▼
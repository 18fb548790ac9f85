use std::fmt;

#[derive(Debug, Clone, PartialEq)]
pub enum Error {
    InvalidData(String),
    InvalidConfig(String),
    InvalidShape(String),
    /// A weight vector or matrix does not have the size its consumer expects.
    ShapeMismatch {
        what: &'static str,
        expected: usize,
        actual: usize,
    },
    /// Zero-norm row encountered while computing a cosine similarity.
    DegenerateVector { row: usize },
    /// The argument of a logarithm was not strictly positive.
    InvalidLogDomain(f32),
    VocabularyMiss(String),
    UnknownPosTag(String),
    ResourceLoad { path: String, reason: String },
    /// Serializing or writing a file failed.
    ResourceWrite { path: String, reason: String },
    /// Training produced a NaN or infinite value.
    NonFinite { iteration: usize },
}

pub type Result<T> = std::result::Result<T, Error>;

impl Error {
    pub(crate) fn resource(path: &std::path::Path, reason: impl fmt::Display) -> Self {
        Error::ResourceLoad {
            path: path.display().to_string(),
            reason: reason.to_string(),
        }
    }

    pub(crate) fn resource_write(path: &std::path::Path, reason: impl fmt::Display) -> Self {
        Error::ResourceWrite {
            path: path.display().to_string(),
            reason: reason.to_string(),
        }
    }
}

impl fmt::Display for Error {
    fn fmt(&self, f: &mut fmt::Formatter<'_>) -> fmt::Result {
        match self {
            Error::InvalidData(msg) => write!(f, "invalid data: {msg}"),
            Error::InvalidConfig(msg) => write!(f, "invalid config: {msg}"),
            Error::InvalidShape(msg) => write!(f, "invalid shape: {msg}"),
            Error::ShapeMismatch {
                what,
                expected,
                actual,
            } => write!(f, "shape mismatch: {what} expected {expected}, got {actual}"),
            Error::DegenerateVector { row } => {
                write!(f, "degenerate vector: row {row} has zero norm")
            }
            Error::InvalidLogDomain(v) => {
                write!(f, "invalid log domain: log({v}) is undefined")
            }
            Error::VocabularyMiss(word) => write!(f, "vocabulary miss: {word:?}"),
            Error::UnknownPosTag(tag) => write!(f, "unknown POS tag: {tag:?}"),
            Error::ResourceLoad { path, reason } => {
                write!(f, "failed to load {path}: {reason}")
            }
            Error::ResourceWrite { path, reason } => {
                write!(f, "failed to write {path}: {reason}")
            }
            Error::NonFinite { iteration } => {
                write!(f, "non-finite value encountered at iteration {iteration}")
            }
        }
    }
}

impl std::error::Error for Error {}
▲
For the string "iteration", show each line of the listing where it appears.

    NonFinite { iteration: usize },
            Error::NonFinite { iteration } => {
                write!(f, "non-finite value encountered at iteration {iteration}")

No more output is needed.